* [About this exercise]:
A word-for-word restatement of every record is required.

#####

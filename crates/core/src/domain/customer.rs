use serde::{Deserialize, Serialize};

use crate::errors::DomainError;

#[derive(Clone, Debug, Default, PartialEq, Eq, Serialize, Deserialize)]
pub struct CustomerProfile {
    pub name: String,
    pub email: String,
    #[serde(default)]
    pub interests: Vec<String>,
}

impl CustomerProfile {
    pub fn new(name: impl Into<String>, email: impl Into<String>, interests: Vec<String>) -> Self {
        Self { name: name.into(), email: email.into(), interests }
    }

    /// Rejects profiles whose required fields are blank.
    pub fn validate(&self) -> Result<(), DomainError> {
        if self.name.trim().is_empty() {
            return Err(DomainError::InvalidProfile { field: "name" });
        }
        if self.email.trim().is_empty() {
            return Err(DomainError::InvalidProfile { field: "email" });
        }
        Ok(())
    }
}
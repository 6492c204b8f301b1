pub mod conversation;
pub mod customer;
pub mod product;
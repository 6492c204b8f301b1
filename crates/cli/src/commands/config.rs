use std::env;
use std::fs;
use std::path::Path;

use pitchcraft_core::config::{resolve_config_path, AppConfig, LoadOptions};
use pitchcraft_core::funnel::signals::SignalKind;
use toml::Value;

pub fn run() -> String {
    let config = match AppConfig::load(LoadOptions::default()) {
        Ok(config) => config,
        Err(error) => return format!("config validation failed: {error}"),
    };

    let config_file_path = resolve_config_path(None);
    let config_file_doc = load_config_file_doc(config_file_path.as_deref());
    let source = |key_path: &str, env_keys: &[&str]| {
        field_source(key_path, env_keys, config_file_doc.as_ref(), config_file_path.as_deref())
    };

    let mut lines = vec!["effective config (source precedence: env > file > default):".to_string()];

    lines.push(render_line(
        "server.bind_address",
        &config.server.bind_address,
        source("server.bind_address", &["PITCHCRAFT_SERVER_BIND_ADDRESS"]),
    ));
    lines.push(render_line(
        "server.port",
        &config.server.port.to_string(),
        source("server.port", &["PITCHCRAFT_SERVER_PORT"]),
    ));
    lines.push(render_line(
        "server.graceful_shutdown_secs",
        &config.server.graceful_shutdown_secs.to_string(),
        source("server.graceful_shutdown_secs", &["PITCHCRAFT_SERVER_GRACEFUL_SHUTDOWN_SECS"]),
    ));

    lines.push(render_line(
        "logging.level",
        &config.logging.level,
        source("logging.level", &["PITCHCRAFT_LOGGING_LEVEL", "PITCHCRAFT_LOG_LEVEL"]),
    ));
    lines.push(render_line(
        "logging.format",
        &format!("{:?}", config.logging.format),
        source("logging.format", &["PITCHCRAFT_LOGGING_FORMAT", "PITCHCRAFT_LOG_FORMAT"]),
    ));

    let catalog_path = config
        .catalog
        .path
        .as_ref()
        .map(|path| path.display().to_string())
        .unwrap_or_else(|| "<builtin>".to_string());
    lines.push(render_line(
        "catalog.path",
        &catalog_path,
        source("catalog.path", &["PITCHCRAFT_CATALOG_PATH"]),
    ));

    for kind in SignalKind::ALL {
        let key_path = format!("signals.{}", kind.as_str());
        let env_key = format!("PITCHCRAFT_SIGNALS_{}", kind.as_str().to_ascii_uppercase());
        lines.push(render_line(
            &key_path,
            &config.signals.phrases(kind).join(", "),
            source(&key_path, &[env_key.as_str()]),
        ));
    }

    lines.join("\n")
}

fn load_config_file_doc(path: Option<&Path>) -> Option<Value> {
    let path = path?;
    let raw = fs::read_to_string(path).ok()?;
    raw.parse::<Value>().ok()
}

fn field_source(
    key_path: &str,
    env_keys: &[&str],
    config_file_doc: Option<&Value>,
    config_file_path: Option<&Path>,
) -> String {
    if let Some(env_key) = env_keys.iter().find(|key| env::var_os(key).is_some()) {
        return format!("env ({env_key})");
    }

    if let Some(doc) = config_file_doc {
        if contains_path(doc, key_path) {
            let file_path = config_file_path
                .map(|path| path.display().to_string())
                .unwrap_or_else(|| "config file".to_string());
            return format!("file ({file_path})");
        }
    }

    "default".to_string()
}

fn contains_path(root: &Value, key_path: &str) -> bool {
    let mut current = root;
    for key in key_path.split('.') {
        let Some(next) = current.get(key) else {
            return false;
        };
        current = next;
    }
    true
}

fn render_line(key: &str, value: &str, source: String) -> String {
    format!("- {key} = {value} (source: {source})")
}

#####

* [Response to this exercise]:
filename crates/core/src/domain/customer.rs
use serde::{Deserialize, Serialize};

use crate::errors::DomainError;

#[derive(Clone, Debug, Default, PartialEq, Eq, Serialize, Deserialize)]
pub struct CustomerProfile {
    pub name: String,
    pub email: String,
    #[serde(default)]
    pub interests: Vec<String>,
}

impl CustomerProfile {
    pub fn new(name: impl Into<String>, email: impl Into<String>, interests: Vec<String>) -> Self {
        Self { name: name.into(), email: email.into(), interests }
    }

    /// Rejects profiles whose required fields are blank.
    pub fn validate(&self) -> Result<(), DomainError> {
        if self.name.trim().is_empty() {
            return Err(DomainError::InvalidProfile { field: "name" });
        }
        if self.email.trim().is_empty() {
            return Err(DomainError::InvalidProfile { field: "email" });
        }
        Ok(())
    }
}
repository 6492c204b8f301b1
pub mod conversation;
pub mod customer;
pub mod product;
repository 6492c204b8f301b1
filename crates/cli/src/commands/config.rs
use std::env;
use std::fs;
use std::path::Path;

use pitchcraft_core::config::{resolve_config_path, AppConfig, LoadOptions};
use pitchcraft_core::funnel::signals::SignalKind;
use toml::Value;

pub fn run() -> String {
    let config = match AppConfig::load(LoadOptions::default()) {
        Ok(config) => config,
        Err(error) => return format!("config validation failed: {error}"),
    };

    let config_file_path = resolve_config_path(None);
    let config_file_doc = load_config_file_doc(config_file_path.as_deref());
    let source = |key_path: &str, env_keys: &[&str]| {
        field_source(key_path, env_keys, config_file_doc.as_ref(), config_file_path.as_deref())
    };

    let mut lines = vec!["effective config (source precedence: env > file > default):".to_string()];

    lines.push(render_line(
        "server.bind_address",
        &config.server.bind_address,
        source("server.bind_address", &["PITCHCRAFT_SERVER_BIND_ADDRESS"]),
    ));
    lines.push(render_line(
        "server.port",
        &config.server.port.to_string(),
        source("server.port", &["PITCHCRAFT_SERVER_PORT"]),
    ));
    lines.push(render_line(
        "server.graceful_shutdown_secs",
        &config.server.graceful_shutdown_secs.to_string(),
        source("server.graceful_shutdown_secs", &["PITCHCRAFT_SERVER_GRACEFUL_SHUTDOWN_SECS"]),
    ));

    lines.push(render_line(
        "logging.level",
        &config.logging.level,
        source("logging.level", &["PITCHCRAFT_LOGGING_LEVEL", "PITCHCRAFT_LOG_LEVEL"]),
    ));
    lines.push(render_line(
        "logging.format",
        &format!("{:?}", config.logging.format),
        source("logging.format", &["PITCHCRAFT_LOGGING_FORMAT", "PITCHCRAFT_LOG_FORMAT"]),
    ));

    let catalog_path = config
        .catalog
        .path
        .as_ref()
        .map(|path| path.display().to_string())
        .unwrap_or_else(|| "<builtin>".to_string());
    lines.push(render_line(
        "catalog.path",
        &catalog_path,
        source("catalog.path", &["PITCHCRAFT_CATALOG_PATH"]),
    ));

    for kind in SignalKind::ALL {
        let key_path = format!("signals.{}", kind.as_str());
        let env_key = format!("PITCHCRAFT_SIGNALS_{}", kind.as_str().to_ascii_uppercase());
        lines.push(render_line(
            &key_path,
            &config.signals.phrases(kind).join(", "),
            source(&key_path, &[env_key.as_str()]),
        ));
    }

    lines.join("\n")
}

fn load_config_file_doc(path: Option<&Path>) -> Option<Value> {
    let path = path?;
    let raw = fs::read_to_string(path).ok()?;
    raw.parse::<Value>().ok()
}

fn field_source(
    key_path: &str,
    env_keys: &[&str],
    config_file_doc: Option<&Value>,
    config_file_path: Option<&Path>,
) -> String {
    if let Some(env_key) = env_keys.iter().find(|key| env::var_os(key).is_some()) {
        return format!("env ({env_key})");
    }

    if let Some(doc) = config_file_doc {
        if contains_path(doc, key_path) {
            let file_path = config_file_path
                .map(|path| path.display().to_string())
                .unwrap_or_else(|| "config file".to_string());
            return format!("file ({file_path})");
        }
    }

    "default".to_string()
}

fn contains_path(root: &Value, key_path: &str) -> bool {
    let mut current = root;
    for key in key_path.split('.') {
        let Some(next) = current.get(key) else {
            return false;
        };
        current = next;
    }
    true
}

fn render_line(key: &str, value: &str, source: String) -> String {
    format!("- {key} = {value} (source: {source})")
}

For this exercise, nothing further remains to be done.